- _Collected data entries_
'''

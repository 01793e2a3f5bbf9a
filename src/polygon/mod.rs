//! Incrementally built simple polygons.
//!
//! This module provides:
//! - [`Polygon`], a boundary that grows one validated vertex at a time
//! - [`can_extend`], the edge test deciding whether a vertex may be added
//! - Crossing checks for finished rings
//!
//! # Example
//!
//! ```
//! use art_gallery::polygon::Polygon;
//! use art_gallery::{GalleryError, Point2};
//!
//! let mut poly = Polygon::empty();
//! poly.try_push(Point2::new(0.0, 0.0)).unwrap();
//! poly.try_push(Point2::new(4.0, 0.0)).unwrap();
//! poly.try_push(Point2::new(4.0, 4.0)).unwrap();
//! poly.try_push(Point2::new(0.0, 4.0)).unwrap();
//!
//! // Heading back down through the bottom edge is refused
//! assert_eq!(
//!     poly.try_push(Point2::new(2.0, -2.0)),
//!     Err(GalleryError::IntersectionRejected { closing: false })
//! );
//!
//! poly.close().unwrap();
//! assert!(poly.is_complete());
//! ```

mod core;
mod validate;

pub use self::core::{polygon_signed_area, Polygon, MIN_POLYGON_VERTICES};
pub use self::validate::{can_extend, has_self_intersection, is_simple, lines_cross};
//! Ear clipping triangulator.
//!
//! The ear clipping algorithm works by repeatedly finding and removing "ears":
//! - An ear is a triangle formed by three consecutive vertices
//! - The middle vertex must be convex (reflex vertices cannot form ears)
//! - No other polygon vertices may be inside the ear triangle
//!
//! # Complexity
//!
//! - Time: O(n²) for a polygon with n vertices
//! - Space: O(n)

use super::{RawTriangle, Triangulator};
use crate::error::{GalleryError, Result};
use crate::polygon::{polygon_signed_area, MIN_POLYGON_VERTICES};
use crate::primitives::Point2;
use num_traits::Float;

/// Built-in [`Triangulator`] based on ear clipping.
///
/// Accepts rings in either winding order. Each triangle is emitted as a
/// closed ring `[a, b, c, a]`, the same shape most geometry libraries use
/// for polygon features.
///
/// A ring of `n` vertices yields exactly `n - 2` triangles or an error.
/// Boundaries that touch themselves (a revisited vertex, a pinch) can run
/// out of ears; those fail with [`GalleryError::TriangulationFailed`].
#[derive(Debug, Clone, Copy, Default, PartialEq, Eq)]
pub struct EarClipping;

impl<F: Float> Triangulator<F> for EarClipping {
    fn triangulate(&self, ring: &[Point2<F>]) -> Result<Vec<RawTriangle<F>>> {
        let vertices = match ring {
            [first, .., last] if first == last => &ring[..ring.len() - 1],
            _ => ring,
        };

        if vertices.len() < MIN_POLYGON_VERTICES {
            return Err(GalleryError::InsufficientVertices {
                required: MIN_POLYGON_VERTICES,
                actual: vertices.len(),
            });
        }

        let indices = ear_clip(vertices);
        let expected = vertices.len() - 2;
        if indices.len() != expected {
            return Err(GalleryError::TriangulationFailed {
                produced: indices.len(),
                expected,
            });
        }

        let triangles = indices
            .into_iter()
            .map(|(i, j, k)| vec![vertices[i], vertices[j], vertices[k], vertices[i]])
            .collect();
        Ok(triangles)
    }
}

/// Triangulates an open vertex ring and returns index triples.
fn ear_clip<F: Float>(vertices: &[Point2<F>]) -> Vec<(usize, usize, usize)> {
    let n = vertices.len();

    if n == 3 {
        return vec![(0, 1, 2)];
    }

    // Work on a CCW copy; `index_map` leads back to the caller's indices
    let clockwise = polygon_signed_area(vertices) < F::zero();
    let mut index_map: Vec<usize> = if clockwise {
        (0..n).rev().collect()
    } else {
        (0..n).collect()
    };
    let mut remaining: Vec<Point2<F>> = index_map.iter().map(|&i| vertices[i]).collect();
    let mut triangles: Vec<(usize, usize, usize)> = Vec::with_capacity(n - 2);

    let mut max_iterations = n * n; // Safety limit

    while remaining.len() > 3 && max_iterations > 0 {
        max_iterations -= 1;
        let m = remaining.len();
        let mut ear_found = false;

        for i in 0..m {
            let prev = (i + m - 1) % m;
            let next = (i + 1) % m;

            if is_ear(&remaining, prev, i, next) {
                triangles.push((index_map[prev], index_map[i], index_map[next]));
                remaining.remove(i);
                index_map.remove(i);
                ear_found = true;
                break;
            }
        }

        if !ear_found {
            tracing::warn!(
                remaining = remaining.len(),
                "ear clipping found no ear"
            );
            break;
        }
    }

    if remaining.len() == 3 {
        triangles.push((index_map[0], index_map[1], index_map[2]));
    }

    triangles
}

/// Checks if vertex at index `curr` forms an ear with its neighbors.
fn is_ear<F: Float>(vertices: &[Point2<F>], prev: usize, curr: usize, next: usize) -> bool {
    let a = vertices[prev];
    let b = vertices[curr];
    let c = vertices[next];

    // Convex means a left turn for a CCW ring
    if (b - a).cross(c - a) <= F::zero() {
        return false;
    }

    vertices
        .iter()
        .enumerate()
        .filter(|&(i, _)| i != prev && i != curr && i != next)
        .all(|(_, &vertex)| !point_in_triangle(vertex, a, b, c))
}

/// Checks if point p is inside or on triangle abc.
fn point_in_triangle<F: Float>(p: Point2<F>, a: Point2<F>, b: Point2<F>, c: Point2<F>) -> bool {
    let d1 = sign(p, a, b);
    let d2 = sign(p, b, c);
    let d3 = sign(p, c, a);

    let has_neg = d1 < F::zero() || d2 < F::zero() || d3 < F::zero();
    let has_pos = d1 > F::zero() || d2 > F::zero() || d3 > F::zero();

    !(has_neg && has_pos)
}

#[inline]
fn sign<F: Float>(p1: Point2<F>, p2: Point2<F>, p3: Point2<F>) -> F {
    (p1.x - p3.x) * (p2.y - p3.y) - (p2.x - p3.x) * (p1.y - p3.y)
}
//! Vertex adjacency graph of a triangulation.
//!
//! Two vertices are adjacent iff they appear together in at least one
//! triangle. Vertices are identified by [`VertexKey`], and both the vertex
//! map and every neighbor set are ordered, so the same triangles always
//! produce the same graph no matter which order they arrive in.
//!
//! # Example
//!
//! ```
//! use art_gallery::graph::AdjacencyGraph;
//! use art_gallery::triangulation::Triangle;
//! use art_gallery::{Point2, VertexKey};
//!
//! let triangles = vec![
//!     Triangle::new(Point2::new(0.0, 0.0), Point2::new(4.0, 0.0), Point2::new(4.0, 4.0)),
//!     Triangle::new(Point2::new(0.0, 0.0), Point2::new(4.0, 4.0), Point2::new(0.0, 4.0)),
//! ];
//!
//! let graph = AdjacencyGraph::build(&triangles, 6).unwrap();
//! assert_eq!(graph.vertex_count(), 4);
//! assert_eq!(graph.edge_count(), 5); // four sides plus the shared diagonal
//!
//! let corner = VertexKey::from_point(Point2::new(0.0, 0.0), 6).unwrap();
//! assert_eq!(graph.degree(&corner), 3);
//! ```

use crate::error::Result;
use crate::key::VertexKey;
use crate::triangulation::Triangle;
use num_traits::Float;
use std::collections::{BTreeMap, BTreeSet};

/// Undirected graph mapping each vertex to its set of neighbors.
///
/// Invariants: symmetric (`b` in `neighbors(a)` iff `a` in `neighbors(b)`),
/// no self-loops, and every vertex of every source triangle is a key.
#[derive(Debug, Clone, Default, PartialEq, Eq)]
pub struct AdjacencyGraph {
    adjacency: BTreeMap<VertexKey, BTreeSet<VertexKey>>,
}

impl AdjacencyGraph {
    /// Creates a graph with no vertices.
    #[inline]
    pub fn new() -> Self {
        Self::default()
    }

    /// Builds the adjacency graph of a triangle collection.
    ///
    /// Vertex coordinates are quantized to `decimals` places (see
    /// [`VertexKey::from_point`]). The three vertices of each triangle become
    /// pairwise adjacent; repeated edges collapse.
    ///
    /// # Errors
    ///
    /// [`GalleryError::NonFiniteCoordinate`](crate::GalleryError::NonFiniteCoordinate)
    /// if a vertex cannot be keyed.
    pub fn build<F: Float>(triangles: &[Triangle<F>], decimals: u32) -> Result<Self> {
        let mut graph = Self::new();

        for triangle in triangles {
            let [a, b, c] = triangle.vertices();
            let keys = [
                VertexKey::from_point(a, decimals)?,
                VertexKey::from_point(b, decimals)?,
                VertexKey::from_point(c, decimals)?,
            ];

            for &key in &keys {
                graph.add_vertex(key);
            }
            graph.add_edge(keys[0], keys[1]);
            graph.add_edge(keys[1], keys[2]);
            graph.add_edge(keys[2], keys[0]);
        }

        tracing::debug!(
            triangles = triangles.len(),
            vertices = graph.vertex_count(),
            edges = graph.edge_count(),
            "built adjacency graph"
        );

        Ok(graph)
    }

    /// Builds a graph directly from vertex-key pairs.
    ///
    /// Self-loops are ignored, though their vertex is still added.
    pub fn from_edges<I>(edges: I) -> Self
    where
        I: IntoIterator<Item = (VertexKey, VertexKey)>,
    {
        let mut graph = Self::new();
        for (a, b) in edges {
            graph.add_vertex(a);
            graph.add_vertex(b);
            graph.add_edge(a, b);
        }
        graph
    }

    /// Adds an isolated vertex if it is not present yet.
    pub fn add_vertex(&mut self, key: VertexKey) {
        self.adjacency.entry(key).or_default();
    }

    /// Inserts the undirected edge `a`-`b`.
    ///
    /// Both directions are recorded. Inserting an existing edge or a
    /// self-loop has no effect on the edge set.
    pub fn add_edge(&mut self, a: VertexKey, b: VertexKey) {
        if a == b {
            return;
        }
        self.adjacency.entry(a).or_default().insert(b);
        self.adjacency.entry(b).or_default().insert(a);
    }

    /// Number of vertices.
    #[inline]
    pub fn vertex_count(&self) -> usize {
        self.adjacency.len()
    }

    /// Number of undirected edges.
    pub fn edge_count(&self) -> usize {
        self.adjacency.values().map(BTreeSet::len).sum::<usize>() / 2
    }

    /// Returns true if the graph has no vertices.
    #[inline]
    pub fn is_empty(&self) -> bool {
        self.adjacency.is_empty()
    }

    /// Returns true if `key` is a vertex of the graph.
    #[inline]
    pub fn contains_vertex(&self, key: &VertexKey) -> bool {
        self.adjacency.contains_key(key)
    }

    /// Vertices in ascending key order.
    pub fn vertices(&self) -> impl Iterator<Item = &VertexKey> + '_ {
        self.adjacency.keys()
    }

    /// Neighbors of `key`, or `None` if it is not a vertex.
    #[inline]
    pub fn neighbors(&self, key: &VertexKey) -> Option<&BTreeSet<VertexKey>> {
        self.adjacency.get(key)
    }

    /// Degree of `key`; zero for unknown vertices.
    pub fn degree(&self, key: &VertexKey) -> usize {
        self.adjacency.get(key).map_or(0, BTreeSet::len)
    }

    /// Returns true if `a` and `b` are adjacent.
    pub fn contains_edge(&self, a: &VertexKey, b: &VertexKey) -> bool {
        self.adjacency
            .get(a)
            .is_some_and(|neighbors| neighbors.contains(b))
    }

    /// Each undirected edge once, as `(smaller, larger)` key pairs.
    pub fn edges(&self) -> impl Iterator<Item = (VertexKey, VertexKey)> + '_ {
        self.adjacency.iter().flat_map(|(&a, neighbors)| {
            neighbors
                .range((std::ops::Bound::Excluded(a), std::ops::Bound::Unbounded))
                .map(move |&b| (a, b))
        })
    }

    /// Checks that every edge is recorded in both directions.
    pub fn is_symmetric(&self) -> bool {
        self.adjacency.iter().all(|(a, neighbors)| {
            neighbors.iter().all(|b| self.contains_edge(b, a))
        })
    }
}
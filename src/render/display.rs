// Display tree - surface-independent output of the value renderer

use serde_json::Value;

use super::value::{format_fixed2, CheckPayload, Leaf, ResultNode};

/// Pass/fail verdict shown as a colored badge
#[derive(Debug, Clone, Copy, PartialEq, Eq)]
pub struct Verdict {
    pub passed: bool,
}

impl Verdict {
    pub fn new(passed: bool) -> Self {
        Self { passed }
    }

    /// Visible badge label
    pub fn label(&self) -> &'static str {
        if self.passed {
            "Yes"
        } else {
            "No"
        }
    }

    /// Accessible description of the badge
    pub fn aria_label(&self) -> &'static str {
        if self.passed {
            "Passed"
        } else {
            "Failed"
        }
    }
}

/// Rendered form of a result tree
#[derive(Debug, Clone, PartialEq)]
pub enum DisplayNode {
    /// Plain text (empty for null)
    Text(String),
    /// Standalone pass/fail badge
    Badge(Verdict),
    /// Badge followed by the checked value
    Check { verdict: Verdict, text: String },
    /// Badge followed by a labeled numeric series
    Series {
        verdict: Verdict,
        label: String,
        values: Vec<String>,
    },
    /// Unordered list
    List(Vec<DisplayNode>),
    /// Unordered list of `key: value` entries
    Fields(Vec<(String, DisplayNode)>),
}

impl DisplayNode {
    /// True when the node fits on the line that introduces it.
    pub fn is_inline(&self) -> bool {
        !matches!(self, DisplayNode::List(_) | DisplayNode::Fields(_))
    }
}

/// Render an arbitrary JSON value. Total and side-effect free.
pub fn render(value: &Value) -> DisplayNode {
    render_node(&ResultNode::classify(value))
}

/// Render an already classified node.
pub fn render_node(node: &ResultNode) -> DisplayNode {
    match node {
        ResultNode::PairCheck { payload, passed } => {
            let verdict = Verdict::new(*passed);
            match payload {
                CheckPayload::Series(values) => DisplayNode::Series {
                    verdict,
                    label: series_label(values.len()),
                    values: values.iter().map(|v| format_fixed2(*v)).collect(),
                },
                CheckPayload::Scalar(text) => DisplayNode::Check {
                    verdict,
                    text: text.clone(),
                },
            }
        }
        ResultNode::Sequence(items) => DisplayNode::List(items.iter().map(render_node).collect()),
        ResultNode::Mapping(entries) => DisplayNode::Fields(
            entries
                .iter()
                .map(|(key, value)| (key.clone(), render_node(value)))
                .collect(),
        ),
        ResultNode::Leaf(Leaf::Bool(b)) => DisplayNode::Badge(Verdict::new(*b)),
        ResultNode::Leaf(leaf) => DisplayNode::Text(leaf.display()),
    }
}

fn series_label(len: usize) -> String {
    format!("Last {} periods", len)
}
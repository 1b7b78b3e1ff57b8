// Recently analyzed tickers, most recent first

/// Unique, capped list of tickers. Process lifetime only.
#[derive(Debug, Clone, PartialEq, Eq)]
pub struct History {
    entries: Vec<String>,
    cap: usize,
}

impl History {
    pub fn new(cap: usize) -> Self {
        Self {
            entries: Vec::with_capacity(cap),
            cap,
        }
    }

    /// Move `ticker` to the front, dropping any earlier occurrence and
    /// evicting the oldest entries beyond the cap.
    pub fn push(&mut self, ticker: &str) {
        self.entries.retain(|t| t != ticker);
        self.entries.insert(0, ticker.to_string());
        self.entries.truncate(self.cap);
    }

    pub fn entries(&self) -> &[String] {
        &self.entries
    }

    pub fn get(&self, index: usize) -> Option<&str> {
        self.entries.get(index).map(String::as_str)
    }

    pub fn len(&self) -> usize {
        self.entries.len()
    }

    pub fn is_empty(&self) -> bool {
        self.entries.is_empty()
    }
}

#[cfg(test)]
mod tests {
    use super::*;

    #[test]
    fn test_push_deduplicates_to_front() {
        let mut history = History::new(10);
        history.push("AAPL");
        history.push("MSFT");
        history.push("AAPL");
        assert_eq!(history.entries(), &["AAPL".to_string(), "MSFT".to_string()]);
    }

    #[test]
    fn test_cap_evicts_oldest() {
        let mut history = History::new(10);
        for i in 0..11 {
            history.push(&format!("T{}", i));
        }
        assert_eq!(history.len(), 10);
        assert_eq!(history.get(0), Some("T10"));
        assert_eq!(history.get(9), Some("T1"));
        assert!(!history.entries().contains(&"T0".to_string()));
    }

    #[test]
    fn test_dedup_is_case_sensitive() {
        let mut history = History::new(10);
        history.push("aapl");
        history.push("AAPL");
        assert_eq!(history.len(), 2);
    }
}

'''

Each line of the records that holds the word "core" should be copied out.

mod core;
pub use self::core::{polygon_signed_area, Polygon, MIN_POLYGON_VERTICES};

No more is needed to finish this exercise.